Then 18 months or so ago, Mollie started eating raw again, normal meat this time, but, I chickened out of telling them until 2 months ago. When I told them, I was quacking in my boots, but the only thing they said this time was to watch the hard bones as they can crack teeth. 
Now, guess who has to take their pup in because she has a cracked tooth? I just can't win.


----------



## RawFedDogs (Jun 16, 2008)

LOL!!!! :boom:


----------



## magicre (Apr 7, 2010)

Savage Destiny said:


> I fought with my vet over what I was feeding for a while, and then decided... it was not worth it. I didn't want to have to defend my choices, I didn't want the "I told you this diet was bad" over EVERY issue, I just didn't want a vet who thought I was stupid or delusional for what I was feeding.
> 
> So I found a homeopathic vet and switched... best choice I EVER made. I adore my vet so, so much, he's been a blessing with all Riddle's health issues.


i would do that if there were one in my area.....change to a holistic vet.

when bubba was losing his undercoat.....all my vet could say was...it's the diet, it's the diet...he was absolutely gleeful.

and i, not being shy at all...as his tech told him it couldn't possibly be the diet....oh, re, do you feed your dogs raw? no wonder their teeth look so good, no wonder their fur is so shiny.....do they get enough fat.....? that was from his tech....

and i responded with dr, dearest doctor, you'd best watch out...for their are more of us than you think....learning about raw might just keep you in business.

but words were all i could do.


----------



## Savage Destiny (Mar 16, 2011)

magicre said:


> i would do that if there were one in my area.....change to a holistic vet.
> 
> when bubba was losing his undercoat.....all my vet could say was...it's the diet, it's the diet...he was absolutely gleeful.
> 
> ...


Have you looked into other vets in the area that might at least be more raw friendly? My backup vet is a western vet, but they like foods like Orijen and support raw feeding.
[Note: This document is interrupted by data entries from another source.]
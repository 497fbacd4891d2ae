//! Application state for the terminal UI.

use std::path::PathBuf;
use std::sync::{Arc, PoisonError};
use std::time::{Duration, Instant};

use crate::export::{self, DEFAULT_EXPORT_PATH};
use crate::render::Board;
use crate::scheduler::{CycleCounts, CycleStats, SharedTargets};
use crate::ui::Theme;

/// How long a status message stays visible.
const STATUS_MESSAGE_TTL: Duration = Duration::from_secs(3);

/// Main application state.
///
/// The app only reads the shared board; every write to it comes from a
/// scheduler cycle.
pub struct App {
    pub running: bool,
    pub show_help: bool,

    board: SharedTargets<Board>,
    stats: Arc<CycleStats>,
    source_description: String,
    export_path: PathBuf,

    // UI
    pub theme: Theme,

    // Status message (temporary feedback)
    pub status_message: Option<(String, Instant)>,
}

impl App {
    /// Create a new App reading from the given board.
    pub fn new(
        board: SharedTargets<Board>,
        stats: Arc<CycleStats>,
        source_description: impl Into<String>,
    ) -> Self {
        Self::with_theme(board, stats, source_description, Theme::auto_detect())
    }

    /// Create a new App with an explicit theme (no terminal detection).
    pub fn with_theme(
        board: SharedTargets<Board>,
        stats: Arc<CycleStats>,
        source_description: impl Into<String>,
        theme: Theme,
    ) -> Self {
        Self {
            running: true,
            show_help: false,
            board,
            stats,
            source_description: source_description.into(),
            export_path: PathBuf::from(DEFAULT_EXPORT_PATH),
            theme,
            status_message: None,
        }
    }

    /// Returns a description of the current snapshot source.
    pub fn source_description(&self) -> &str {
        &self.source_description
    }

    /// A copy of the board as it is right now.
    ///
    /// The lock is held only for the clone, never while drawing.
    pub fn board(&self) -> Board {
        self.board
            .lock()
            .unwrap_or_else(PoisonError::into_inner)
            .clone()
    }

    pub fn cycle_counts(&self) -> CycleCounts {
        self.stats.counts()
    }

    /// Set a temporary status message that will be shown for a few seconds.
    pub fn set_status_message(&mut self, message: String) {
        self.status_message = Some((message, Instant::now()));
    }

    /// Get the current status message if it hasn't expired.
    pub fn get_status_message(&self) -> Option<&str> {
        match &self.status_message {
            Some((msg, time)) if time.elapsed() < STATUS_MESSAGE_TTL => Some(msg),
            _ => None,
        }
    }

    pub fn toggle_help(&mut self) {
        self.show_help = !self.show_help;
    }

    pub fn quit(&mut self) {
        self.running = false;
    }

    /// Set where `e` writes its export.
    pub fn set_export_path(&mut self, path: impl Into<PathBuf>) {
        self.export_path = path.into();
    }

    /// Export the current board and report the result in the status bar.
    pub fn export(&mut self) {
        let message = match export::write_board(&self.board(), &self.export_path) {
            Ok(()) => format!("Exported to {}", self.export_path.display()),
            Err(e) => format!("Export failed: {:#}", e),
        };
        self.set_status_message(message);
    }
}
I'm really picky about my vets- I would never go back to someone who refused to look past one thing they know nothing about instead of looking for the real problem like that guy did!


----------



## magicre (Apr 7, 2010)

Savage Destiny said:


> Have you looked into other vets in the area that might at least be more raw friendly? My backup vet is a western vet, but they like foods like Orijen and support raw feeding. I'm really picky about my vets- I would never go back to someone who refused to look past one thing they know nothing about instead of looking for the real problem like that guy did!


this is a smallish city that acts like a town in washington state. the thing is they know their stuff, medically. hell, i know their stuff medically...but when it comes to food, they are typical...

and the one thing no one has figured out is why bubba lost his underbelly coat....it is growing back, but so slowly......and i believe it's because i wasn't giving him enough dietary fat.....if you have another theory....i'll hear it. i had started a thread on it when it happened, but i don't want to hijace this thread....: ) thanks.


----------



## Savage Destiny (Mar 16, 2011)

magicre said:


> this is a smallish city that acts like a town in washington state. the thing is they know their stuff, medically. hell, i know their stuff medically...but when it comes to food, they are typical...
> 
> and the one thing no one has figured out is why bubba lost his underbelly coat....it is growing back, but so slowly......and i believe it's because i wasn't giving him enough dietary fat.....if you have another theory....i'll hear it. i had started a thread on it when it happened, but i don't want to hijace this thread....: ) thanks.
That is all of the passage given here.